START Supplied data

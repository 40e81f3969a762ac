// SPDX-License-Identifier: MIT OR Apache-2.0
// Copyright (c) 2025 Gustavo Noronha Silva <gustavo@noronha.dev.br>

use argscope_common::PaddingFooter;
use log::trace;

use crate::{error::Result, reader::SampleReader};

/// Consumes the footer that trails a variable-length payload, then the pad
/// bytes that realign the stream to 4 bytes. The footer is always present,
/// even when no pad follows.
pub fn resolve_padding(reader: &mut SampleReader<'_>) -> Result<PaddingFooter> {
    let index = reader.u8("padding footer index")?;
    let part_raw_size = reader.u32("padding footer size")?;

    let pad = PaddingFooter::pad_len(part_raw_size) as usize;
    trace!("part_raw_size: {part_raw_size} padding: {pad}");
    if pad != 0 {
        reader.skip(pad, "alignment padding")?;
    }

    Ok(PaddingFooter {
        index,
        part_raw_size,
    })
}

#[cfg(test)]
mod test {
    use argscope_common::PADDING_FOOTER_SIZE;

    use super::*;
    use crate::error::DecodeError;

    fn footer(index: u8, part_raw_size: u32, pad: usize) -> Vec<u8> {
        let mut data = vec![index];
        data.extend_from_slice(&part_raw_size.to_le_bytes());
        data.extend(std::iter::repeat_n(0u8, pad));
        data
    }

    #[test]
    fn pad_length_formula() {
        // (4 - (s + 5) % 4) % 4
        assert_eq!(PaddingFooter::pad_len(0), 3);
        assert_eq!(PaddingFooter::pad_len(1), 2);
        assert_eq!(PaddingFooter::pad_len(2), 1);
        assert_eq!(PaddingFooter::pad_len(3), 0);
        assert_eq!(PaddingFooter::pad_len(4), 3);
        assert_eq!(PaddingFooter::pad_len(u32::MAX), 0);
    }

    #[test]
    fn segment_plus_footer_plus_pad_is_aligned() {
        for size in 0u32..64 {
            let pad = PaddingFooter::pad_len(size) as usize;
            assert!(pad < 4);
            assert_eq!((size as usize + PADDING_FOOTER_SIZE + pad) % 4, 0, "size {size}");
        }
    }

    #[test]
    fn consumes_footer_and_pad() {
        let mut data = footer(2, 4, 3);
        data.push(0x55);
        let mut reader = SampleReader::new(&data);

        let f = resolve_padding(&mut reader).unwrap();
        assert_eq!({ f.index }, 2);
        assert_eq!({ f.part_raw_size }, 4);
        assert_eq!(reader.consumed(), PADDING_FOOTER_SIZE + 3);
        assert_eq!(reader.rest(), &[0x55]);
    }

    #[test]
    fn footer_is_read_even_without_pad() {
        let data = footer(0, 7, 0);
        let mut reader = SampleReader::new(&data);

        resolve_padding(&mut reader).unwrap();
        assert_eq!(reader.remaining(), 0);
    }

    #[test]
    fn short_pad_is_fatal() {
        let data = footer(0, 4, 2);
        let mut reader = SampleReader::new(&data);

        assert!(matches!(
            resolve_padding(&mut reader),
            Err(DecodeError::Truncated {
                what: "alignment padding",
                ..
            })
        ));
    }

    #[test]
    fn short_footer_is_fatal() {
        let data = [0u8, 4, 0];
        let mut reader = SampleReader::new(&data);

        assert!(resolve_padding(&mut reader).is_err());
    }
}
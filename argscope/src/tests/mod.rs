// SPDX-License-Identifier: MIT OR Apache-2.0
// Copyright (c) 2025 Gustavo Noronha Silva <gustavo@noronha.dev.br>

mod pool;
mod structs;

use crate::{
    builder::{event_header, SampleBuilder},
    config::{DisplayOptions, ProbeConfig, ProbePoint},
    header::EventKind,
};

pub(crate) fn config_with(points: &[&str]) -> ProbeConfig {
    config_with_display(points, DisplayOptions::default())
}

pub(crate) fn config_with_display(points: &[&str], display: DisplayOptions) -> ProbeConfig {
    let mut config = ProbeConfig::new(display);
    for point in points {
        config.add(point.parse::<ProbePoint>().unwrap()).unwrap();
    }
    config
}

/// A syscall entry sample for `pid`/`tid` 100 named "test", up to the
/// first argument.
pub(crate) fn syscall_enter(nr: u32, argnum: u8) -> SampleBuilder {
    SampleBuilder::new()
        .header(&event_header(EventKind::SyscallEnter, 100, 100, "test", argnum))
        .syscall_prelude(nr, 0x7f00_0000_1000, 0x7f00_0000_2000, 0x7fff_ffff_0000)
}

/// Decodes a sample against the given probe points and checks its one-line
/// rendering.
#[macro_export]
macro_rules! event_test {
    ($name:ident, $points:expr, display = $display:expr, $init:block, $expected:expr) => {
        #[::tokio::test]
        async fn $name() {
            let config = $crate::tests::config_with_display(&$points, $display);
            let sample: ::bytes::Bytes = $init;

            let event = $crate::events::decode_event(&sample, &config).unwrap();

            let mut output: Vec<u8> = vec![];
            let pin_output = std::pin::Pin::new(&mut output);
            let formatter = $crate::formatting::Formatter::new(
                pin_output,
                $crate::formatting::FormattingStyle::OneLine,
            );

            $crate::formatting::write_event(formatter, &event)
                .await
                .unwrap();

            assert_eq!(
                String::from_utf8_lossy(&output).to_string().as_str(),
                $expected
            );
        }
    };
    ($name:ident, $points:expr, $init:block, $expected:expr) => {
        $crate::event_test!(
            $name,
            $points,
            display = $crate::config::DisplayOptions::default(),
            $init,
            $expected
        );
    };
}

END Supplied data
START Supplied data

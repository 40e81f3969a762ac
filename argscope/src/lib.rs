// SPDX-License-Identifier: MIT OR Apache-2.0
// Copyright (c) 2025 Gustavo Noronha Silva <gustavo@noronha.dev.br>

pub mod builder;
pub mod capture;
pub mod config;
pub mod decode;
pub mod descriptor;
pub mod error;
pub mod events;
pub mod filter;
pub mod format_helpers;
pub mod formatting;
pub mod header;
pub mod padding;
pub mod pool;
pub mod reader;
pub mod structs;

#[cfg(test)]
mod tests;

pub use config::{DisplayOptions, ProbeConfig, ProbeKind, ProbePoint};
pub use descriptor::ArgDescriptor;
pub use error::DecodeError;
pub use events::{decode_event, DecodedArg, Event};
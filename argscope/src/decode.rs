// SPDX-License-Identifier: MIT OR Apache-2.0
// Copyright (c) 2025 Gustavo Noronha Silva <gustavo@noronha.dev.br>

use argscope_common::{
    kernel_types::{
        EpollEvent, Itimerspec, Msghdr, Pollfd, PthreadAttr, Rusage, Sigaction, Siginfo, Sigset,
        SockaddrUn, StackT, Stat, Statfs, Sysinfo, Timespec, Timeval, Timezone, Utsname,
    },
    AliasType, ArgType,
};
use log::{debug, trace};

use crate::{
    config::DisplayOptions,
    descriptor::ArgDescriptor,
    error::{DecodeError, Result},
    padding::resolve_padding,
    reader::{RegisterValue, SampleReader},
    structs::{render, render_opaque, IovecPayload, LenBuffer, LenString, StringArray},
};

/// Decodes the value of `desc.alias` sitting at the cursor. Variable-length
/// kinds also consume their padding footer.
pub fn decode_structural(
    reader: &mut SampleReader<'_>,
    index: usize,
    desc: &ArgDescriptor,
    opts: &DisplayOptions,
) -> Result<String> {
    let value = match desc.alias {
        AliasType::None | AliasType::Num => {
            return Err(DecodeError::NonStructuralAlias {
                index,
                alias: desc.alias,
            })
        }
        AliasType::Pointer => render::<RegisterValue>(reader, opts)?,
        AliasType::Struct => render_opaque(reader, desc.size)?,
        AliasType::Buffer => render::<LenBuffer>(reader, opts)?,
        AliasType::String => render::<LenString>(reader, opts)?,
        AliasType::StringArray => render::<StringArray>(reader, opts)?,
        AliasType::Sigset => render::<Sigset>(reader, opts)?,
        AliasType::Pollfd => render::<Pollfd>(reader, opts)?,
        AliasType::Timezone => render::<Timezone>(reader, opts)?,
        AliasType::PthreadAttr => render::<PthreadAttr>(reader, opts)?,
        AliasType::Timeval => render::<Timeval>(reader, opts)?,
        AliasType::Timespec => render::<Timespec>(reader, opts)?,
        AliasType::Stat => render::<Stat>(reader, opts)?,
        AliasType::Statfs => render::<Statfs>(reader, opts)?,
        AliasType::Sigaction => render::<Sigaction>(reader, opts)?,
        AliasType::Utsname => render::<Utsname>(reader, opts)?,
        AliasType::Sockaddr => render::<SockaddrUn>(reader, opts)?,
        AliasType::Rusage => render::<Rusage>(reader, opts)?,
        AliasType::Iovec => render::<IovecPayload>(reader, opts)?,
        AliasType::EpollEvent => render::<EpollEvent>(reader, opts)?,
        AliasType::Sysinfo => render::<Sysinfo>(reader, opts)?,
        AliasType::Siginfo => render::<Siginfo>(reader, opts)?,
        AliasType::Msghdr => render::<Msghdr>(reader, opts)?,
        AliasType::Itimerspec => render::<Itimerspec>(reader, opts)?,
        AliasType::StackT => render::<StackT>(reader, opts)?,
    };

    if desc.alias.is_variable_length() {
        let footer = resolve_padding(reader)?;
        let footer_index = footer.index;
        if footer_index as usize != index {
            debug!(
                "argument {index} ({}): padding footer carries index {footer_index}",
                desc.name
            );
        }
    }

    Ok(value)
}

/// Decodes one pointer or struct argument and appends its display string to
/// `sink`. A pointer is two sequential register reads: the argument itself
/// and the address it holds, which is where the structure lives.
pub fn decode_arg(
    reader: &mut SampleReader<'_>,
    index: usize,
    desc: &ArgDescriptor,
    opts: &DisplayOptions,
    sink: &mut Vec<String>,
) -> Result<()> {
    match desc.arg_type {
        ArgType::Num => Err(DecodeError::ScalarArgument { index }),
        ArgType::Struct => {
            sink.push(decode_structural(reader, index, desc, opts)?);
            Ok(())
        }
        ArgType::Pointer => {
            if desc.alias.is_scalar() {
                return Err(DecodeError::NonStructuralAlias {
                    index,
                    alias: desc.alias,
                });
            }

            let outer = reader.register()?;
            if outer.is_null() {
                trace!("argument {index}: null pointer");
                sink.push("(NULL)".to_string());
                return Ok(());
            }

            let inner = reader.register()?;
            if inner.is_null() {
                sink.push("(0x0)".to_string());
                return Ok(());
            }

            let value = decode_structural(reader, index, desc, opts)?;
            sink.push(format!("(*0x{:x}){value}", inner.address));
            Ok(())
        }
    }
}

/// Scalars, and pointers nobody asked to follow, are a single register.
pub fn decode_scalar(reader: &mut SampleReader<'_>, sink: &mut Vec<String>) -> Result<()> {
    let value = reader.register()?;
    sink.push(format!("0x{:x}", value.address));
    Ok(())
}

END Supplied data
START Supplied data

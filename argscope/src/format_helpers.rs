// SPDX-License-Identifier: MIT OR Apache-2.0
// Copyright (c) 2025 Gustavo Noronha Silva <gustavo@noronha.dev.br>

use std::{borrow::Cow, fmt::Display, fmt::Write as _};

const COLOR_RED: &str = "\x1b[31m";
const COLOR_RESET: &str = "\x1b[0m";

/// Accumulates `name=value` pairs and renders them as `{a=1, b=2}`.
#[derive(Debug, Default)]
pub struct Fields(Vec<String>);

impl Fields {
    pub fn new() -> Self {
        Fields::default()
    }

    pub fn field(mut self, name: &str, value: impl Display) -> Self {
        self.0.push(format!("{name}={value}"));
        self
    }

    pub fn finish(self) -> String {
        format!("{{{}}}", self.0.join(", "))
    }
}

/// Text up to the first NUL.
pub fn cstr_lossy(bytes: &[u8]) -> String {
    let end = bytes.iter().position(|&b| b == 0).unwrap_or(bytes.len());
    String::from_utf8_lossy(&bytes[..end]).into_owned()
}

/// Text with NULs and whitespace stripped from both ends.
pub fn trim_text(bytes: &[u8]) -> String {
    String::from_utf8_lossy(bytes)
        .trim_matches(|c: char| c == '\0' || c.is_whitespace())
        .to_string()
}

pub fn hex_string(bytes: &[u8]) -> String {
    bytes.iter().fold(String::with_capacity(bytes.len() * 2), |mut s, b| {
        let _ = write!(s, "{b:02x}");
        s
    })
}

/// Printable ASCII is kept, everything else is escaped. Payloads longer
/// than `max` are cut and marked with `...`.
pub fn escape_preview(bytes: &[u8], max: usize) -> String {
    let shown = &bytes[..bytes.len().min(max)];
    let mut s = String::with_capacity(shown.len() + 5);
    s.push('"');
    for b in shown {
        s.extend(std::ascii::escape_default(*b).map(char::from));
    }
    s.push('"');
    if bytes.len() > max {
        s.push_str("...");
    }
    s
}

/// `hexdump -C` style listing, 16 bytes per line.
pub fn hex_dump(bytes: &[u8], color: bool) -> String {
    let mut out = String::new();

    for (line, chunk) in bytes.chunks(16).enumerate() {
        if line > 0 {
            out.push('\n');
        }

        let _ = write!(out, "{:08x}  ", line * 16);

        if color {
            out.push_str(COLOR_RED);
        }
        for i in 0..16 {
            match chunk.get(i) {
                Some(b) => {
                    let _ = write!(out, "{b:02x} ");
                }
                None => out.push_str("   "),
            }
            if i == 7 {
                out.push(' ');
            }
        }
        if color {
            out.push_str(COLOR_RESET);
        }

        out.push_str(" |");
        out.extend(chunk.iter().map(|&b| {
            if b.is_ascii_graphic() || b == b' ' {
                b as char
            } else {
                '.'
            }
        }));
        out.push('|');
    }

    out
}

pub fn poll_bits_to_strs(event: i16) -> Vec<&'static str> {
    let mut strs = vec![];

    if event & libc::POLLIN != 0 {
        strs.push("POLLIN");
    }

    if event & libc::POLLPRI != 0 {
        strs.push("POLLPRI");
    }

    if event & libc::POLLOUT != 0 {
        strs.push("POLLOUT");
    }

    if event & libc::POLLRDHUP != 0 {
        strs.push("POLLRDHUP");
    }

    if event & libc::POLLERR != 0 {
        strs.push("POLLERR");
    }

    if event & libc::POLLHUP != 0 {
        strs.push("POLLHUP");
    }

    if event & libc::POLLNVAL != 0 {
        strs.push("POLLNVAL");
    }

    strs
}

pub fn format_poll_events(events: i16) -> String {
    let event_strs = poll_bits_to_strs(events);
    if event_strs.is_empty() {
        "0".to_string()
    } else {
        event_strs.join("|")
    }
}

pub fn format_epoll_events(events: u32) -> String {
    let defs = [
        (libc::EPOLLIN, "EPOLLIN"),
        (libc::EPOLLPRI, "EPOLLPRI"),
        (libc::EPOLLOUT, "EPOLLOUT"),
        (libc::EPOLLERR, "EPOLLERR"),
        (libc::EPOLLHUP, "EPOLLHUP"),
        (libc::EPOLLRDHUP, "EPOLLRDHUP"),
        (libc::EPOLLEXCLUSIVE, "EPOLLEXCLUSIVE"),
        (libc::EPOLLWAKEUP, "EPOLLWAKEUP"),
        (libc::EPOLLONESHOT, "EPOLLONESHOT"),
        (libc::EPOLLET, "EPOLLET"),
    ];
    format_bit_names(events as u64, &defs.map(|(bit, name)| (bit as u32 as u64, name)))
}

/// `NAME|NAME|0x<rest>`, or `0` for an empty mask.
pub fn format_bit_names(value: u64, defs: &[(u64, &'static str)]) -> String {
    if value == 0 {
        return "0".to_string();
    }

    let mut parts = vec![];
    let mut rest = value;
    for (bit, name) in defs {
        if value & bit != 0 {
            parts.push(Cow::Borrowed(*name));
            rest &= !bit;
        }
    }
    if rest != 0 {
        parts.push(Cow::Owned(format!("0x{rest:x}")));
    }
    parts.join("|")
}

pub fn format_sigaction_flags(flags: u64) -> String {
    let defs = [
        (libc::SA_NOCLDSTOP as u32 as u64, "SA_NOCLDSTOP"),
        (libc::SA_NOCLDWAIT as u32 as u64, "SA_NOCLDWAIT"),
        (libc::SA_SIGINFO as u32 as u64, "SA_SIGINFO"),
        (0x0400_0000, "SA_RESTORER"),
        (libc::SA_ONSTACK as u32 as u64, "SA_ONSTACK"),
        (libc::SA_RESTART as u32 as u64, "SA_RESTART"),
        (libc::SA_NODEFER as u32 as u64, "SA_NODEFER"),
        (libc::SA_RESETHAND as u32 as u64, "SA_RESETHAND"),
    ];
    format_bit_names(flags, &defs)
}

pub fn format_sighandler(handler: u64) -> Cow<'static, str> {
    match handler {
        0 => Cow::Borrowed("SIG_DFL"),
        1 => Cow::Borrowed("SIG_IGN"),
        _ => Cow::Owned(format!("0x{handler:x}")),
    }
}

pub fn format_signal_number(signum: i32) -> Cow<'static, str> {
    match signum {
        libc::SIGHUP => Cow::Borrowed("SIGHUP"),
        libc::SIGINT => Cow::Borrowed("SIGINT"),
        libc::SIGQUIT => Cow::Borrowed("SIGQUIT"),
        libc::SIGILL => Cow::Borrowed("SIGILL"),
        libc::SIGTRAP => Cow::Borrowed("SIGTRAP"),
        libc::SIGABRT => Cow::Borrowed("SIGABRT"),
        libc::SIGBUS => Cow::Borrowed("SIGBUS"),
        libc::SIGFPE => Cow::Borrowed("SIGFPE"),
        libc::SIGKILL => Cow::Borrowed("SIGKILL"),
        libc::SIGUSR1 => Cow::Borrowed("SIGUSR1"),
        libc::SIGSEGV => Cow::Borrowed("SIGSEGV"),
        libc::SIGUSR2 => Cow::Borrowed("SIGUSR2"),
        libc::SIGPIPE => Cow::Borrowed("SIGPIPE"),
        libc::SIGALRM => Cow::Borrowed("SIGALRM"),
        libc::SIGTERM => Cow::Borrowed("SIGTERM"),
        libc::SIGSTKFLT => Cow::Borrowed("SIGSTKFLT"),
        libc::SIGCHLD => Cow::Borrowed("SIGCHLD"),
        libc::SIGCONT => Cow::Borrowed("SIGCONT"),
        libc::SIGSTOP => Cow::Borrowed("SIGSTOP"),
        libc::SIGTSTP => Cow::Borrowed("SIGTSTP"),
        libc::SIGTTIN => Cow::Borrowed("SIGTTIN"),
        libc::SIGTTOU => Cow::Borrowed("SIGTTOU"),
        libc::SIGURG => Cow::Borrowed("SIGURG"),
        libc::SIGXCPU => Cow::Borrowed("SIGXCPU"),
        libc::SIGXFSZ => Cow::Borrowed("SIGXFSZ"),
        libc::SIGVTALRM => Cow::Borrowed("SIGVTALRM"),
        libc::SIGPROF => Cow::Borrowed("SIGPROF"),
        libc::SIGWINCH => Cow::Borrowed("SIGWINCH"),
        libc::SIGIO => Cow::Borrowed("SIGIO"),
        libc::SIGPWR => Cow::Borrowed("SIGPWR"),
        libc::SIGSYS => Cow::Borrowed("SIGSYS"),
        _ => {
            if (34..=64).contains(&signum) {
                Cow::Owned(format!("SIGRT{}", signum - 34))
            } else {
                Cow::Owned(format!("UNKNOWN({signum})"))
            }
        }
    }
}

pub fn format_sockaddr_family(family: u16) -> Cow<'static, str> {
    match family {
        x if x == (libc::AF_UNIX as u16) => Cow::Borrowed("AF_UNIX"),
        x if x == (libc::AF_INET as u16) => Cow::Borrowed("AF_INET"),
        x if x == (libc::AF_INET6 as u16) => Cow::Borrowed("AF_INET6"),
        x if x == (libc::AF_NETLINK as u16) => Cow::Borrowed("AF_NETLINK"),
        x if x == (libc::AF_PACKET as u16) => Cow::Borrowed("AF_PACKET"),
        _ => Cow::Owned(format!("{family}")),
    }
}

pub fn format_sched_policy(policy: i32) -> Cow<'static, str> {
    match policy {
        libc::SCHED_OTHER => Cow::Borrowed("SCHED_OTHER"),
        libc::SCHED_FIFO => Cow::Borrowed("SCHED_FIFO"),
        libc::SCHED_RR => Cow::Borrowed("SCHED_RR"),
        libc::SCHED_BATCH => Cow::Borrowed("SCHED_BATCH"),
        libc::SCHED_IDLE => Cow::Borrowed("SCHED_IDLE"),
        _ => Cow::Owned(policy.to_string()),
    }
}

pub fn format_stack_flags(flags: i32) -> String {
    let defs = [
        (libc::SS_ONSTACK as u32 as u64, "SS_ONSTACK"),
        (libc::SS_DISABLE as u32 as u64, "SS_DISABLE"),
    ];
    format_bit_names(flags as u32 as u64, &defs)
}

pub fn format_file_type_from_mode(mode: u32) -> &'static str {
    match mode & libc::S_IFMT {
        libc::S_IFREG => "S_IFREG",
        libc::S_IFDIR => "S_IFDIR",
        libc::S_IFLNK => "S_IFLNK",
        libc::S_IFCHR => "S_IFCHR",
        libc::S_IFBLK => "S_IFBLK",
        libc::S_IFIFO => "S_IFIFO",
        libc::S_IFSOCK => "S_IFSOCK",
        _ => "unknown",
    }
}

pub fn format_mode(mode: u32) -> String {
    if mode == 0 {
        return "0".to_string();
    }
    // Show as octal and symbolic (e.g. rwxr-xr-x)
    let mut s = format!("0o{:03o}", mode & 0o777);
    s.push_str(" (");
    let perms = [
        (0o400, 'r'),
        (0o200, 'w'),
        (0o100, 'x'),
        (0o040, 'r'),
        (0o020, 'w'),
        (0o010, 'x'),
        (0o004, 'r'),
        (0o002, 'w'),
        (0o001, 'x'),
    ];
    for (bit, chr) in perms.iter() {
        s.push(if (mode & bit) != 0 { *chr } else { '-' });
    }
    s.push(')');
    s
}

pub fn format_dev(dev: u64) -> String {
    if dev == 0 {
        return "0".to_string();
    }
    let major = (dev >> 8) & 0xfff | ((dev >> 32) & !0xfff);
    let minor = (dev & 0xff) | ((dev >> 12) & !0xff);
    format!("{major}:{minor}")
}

END Supplied data

Exercise prompt: Beginning with the line above that contains "let shown = &bytes[..bytes.len().min(max)];", copy each line exactly up to and including the line that contains "if bytes.len() >", and go no further.

Answer space:
    let shown = &bytes[..bytes.len().min(max)];
    let mut s = String::with_capacity(shown.len() + 5);
    s.push('"');
    for b in shown {
        s.extend(std::ascii::escape_default(*b).map(char::from));
    }
    s.push('"');
    if bytes.len() > max {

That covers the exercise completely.